## TASK TO CARRY OUT
Print the complete set of entries exactly.

## EXTRACTED MATERIAL
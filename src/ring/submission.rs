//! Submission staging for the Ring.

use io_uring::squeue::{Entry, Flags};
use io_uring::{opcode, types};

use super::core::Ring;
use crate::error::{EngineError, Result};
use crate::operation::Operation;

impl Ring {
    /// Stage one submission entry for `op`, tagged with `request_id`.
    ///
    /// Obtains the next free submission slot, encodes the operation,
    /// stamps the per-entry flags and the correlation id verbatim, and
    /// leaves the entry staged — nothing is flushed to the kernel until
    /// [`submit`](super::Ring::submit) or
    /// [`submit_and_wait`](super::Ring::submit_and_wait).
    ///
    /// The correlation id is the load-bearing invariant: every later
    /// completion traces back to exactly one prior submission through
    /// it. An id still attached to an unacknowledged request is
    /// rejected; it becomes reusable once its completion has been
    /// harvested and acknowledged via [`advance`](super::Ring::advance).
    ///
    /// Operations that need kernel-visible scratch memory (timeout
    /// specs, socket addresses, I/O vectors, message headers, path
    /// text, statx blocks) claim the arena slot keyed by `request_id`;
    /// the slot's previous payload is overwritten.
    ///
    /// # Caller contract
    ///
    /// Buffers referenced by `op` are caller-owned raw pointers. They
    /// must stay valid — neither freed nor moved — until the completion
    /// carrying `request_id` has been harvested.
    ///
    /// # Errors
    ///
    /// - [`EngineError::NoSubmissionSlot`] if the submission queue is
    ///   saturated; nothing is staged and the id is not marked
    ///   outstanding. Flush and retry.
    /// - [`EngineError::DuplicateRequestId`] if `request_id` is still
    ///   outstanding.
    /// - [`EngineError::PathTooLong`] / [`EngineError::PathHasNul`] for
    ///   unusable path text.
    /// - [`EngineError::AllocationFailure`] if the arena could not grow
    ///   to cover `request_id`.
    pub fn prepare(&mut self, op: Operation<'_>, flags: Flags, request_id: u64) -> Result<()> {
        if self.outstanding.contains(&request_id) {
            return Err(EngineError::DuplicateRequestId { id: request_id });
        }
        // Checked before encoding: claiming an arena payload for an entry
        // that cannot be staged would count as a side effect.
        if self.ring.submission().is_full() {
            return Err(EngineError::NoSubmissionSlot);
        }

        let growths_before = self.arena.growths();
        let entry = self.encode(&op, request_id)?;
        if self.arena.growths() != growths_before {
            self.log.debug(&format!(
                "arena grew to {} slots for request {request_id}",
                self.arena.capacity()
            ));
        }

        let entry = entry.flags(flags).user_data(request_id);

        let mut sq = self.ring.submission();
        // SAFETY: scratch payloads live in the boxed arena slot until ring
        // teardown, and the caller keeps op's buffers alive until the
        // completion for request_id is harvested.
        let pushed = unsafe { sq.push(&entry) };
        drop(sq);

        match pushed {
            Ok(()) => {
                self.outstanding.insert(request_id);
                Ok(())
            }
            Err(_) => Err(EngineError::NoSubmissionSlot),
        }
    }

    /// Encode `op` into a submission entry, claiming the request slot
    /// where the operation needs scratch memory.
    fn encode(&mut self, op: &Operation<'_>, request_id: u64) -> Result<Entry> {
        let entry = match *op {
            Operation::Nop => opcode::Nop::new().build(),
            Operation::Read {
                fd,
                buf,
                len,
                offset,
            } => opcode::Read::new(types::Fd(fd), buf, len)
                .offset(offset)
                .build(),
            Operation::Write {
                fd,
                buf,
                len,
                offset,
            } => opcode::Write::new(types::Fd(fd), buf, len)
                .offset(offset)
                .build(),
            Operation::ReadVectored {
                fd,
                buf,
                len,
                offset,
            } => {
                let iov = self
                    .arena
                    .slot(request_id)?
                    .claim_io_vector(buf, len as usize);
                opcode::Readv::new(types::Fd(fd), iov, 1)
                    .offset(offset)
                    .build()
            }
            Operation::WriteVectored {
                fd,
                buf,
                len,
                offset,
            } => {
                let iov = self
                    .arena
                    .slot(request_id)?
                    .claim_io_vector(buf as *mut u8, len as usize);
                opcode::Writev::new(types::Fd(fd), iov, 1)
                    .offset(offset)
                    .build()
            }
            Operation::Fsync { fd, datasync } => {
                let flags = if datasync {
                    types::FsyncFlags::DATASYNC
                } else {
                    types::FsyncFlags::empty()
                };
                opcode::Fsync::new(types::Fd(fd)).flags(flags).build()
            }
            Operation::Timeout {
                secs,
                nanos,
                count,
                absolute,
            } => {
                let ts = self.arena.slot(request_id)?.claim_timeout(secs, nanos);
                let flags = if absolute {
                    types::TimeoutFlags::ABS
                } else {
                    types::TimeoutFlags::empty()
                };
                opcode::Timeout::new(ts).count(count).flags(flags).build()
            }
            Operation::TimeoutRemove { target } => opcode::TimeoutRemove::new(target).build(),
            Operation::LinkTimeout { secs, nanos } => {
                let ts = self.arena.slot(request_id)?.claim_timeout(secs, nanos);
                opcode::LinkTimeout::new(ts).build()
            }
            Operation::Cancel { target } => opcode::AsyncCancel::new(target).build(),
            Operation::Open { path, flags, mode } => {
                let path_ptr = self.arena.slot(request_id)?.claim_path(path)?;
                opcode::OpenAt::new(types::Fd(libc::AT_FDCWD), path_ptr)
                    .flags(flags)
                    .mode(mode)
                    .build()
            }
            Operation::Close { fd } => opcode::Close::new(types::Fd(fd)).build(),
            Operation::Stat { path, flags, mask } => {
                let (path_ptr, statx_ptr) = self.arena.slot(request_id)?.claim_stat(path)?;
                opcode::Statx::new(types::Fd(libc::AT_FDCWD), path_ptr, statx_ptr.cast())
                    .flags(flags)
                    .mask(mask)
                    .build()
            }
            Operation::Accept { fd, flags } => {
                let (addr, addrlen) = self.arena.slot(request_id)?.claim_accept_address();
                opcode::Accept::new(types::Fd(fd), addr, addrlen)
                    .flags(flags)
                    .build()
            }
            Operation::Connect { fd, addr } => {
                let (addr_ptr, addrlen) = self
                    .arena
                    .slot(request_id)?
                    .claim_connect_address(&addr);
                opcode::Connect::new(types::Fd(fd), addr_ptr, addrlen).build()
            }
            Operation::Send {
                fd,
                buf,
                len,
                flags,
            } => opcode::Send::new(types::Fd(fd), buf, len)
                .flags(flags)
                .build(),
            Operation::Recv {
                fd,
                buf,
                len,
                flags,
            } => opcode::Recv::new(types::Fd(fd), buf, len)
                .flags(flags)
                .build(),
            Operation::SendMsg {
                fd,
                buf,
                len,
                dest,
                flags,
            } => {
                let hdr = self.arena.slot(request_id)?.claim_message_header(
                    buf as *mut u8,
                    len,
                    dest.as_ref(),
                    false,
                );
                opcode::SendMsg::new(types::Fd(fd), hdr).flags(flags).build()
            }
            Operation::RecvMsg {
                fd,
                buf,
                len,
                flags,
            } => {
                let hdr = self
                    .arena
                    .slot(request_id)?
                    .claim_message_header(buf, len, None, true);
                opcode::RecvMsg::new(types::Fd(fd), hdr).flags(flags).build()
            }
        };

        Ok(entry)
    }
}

## RESPONSE AREA
filename src/ring/submission.rs
//! Submission staging for the Ring.

use io_uring::squeue::{Entry, Flags};
use io_uring::{opcode, types};

use super::core::Ring;
use crate::error::{EngineError, Result};
use crate::operation::Operation;

impl Ring {
    /// Stage one submission entry for `op`, tagged with `request_id`.
    ///
    /// Obtains the next free submission slot, encodes the operation,
    /// stamps the per-entry flags and the correlation id verbatim, and
    /// leaves the entry staged — nothing is flushed to the kernel until
    /// [`submit`](super::Ring::submit) or
    /// [`submit_and_wait`](super::Ring::submit_and_wait).
    ///
    /// The correlation id is the load-bearing invariant: every later
    /// completion traces back to exactly one prior submission through
    /// it. An id still attached to an unacknowledged request is
    /// rejected; it becomes reusable once its completion has been
    /// harvested and acknowledged via [`advance`](super::Ring::advance).
    ///
    /// Operations that need kernel-visible scratch memory (timeout
    /// specs, socket addresses, I/O vectors, message headers, path
    /// text, statx blocks) claim the arena slot keyed by `request_id`;
    /// the slot's previous payload is overwritten.
    ///
    /// # Caller contract
    ///
    /// Buffers referenced by `op` are caller-owned raw pointers. They
    /// must stay valid — neither freed nor moved — until the completion
    /// carrying `request_id` has been harvested.
    ///
    /// # Errors
    ///
    /// - [`EngineError::NoSubmissionSlot`] if the submission queue is
    ///   saturated; nothing is staged and the id is not marked
    ///   outstanding. Flush and retry.
    /// - [`EngineError::DuplicateRequestId`] if `request_id` is still
    ///   outstanding.
    /// - [`EngineError::PathTooLong`] / [`EngineError::PathHasNul`] for
    ///   unusable path text.
    /// - [`EngineError::AllocationFailure`] if the arena could not grow
    ///   to cover `request_id`.
    pub fn prepare(&mut self, op: Operation<'_>, flags: Flags, request_id: u64) -> Result<()> {
        if self.outstanding.contains(&request_id) {
            return Err(EngineError::DuplicateRequestId { id: request_id });
        }
        // Checked before encoding: claiming an arena payload for an entry
        // that cannot be staged would count as a side effect.
        if self.ring.submission().is_full() {
            return Err(EngineError::NoSubmissionSlot);
        }

        let growths_before = self.arena.growths();
        let entry = self.encode(&op, request_id)?;
        if self.arena.growths() != growths_before {
            self.log.debug(&format!(
                "arena grew to {} slots for request {request_id}",
                self.arena.capacity()
            ));
        }

        let entry = entry.flags(flags).user_data(request_id);

        let mut sq = self.ring.submission();
        // SAFETY: scratch payloads live in the boxed arena slot until ring
        // teardown, and the caller keeps op's buffers alive until the
        // completion for request_id is harvested.
        let pushed = unsafe { sq.push(&entry) };
        drop(sq);

        match pushed {
            Ok(()) => {
                self.outstanding.insert(request_id);
                Ok(())
            }
            Err(_) => Err(EngineError::NoSubmissionSlot),
        }
    }

    /// Encode `op` into a submission entry, claiming the request slot
    /// where the operation needs scratch memory.
    fn encode(&mut self, op: &Operation<'_>, request_id: u64) -> Result<Entry> {
        let entry = match *op {
            Operation::Nop => opcode::Nop::new().build(),
            Operation::Read {
                fd,
                buf,
                len,
                offset,
            } => opcode::Read::new(types::Fd(fd), buf, len)
                .offset(offset)
                .build(),
            Operation::Write {
                fd,
                buf,
                len,
                offset,
            } => opcode::Write::new(types::Fd(fd), buf, len)
                .offset(offset)
                .build(),
            Operation::ReadVectored {
                fd,
                buf,
                len,
                offset,
            } => {
                let iov = self
                    .arena
                    .slot(request_id)?
                    .claim_io_vector(buf, len as usize);
                opcode::Readv::new(types::Fd(fd), iov, 1)
                    .offset(offset)
                    .build()
            }
            Operation::WriteVectored {
                fd,
                buf,
                len,
                offset,
            } => {
                let iov = self
                    .arena
                    .slot(request_id)?
                    .claim_io_vector(buf as *mut u8, len as usize);
                opcode::Writev::new(types::Fd(fd), iov, 1)
                    .offset(offset)
                    .build()
            }
            Operation::Fsync { fd, datasync } => {
                let flags = if datasync {
                    types::FsyncFlags::DATASYNC
                } else {
                    types::FsyncFlags::empty()
                };
                opcode::Fsync::new(types::Fd(fd)).flags(flags).build()
            }
            Operation::Timeout {
                secs,
                nanos,
                count,
                absolute,
            } => {
                let ts = self.arena.slot(request_id)?.claim_timeout(secs, nanos);
                let flags = if absolute {
                    types::TimeoutFlags::ABS
                } else {
                    types::TimeoutFlags::empty()
                };
                opcode::Timeout::new(ts).count(count).flags(flags).build()
            }
            Operation::TimeoutRemove { target } => opcode::TimeoutRemove::new(target).build(),
            Operation::LinkTimeout { secs, nanos } => {
                let ts = self.arena.slot(request_id)?.claim_timeout(secs, nanos);
                opcode::LinkTimeout::new(ts).build()
            }
            Operation::Cancel { target } => opcode::AsyncCancel::new(target).build(),
            Operation::Open { path, flags, mode } => {
                let path_ptr = self.arena.slot(request_id)?.claim_path(path)?;
                opcode::OpenAt::new(types::Fd(libc::AT_FDCWD), path_ptr)
                    .flags(flags)
                    .mode(mode)
                    .build()
            }
            Operation::Close { fd } => opcode::Close::new(types::Fd(fd)).build(),
            Operation::Stat { path, flags, mask } => {
                let (path_ptr, statx_ptr) = self.arena.slot(request_id)?.claim_stat(path)?;
                opcode::Statx::new(types::Fd(libc::AT_FDCWD), path_ptr, statx_ptr.cast())
                    .flags(flags)
                    .mask(mask)
                    .build()
            }
            Operation::Accept { fd, flags } => {
                let (addr, addrlen) = self.arena.slot(request_id)?.claim_accept_address();
                opcode::Accept::new(types::Fd(fd), addr, addrlen)
                    .flags(flags)
                    .build()
            }
            Operation::Connect { fd, addr } => {
                let (addr_ptr, addrlen) = self
                    .arena
                    .slot(request_id)?
                    .claim_connect_address(&addr);
                opcode::Connect::new(types::Fd(fd), addr_ptr, addrlen).build()
            }
            Operation::Send {
                fd,
                buf,
                len,
                flags,
            } => opcode::Send::new(types::Fd(fd), buf, len)
                .flags(flags)
                .build(),
            Operation::Recv {
                fd,
                buf,
                len,
                flags,
            } => opcode::Recv::new(types::Fd(fd), buf, len)
                .flags(flags)
                .build(),
            Operation::SendMsg {
                fd,
                buf,
                len,
                dest,
                flags,
            } => {
                let hdr = self.arena.slot(request_id)?.claim_message_header(
                    buf as *mut u8,
                    len,
                    dest.as_ref(),
                    false,
                );
                opcode::SendMsg::new(types::Fd(fd), hdr).flags(flags).build()
            }
            Operation::RecvMsg {
                fd,
                buf,
                len,
                flags,
            } => {
                let hdr = self
                    .arena
                    .slot(request_id)?
                    .claim_message_header(buf, len, None, true);
                opcode::RecvMsg::new(types::Fd(fd), hdr).flags(flags).build()
            }
        };

        Ok(entry)
    }
}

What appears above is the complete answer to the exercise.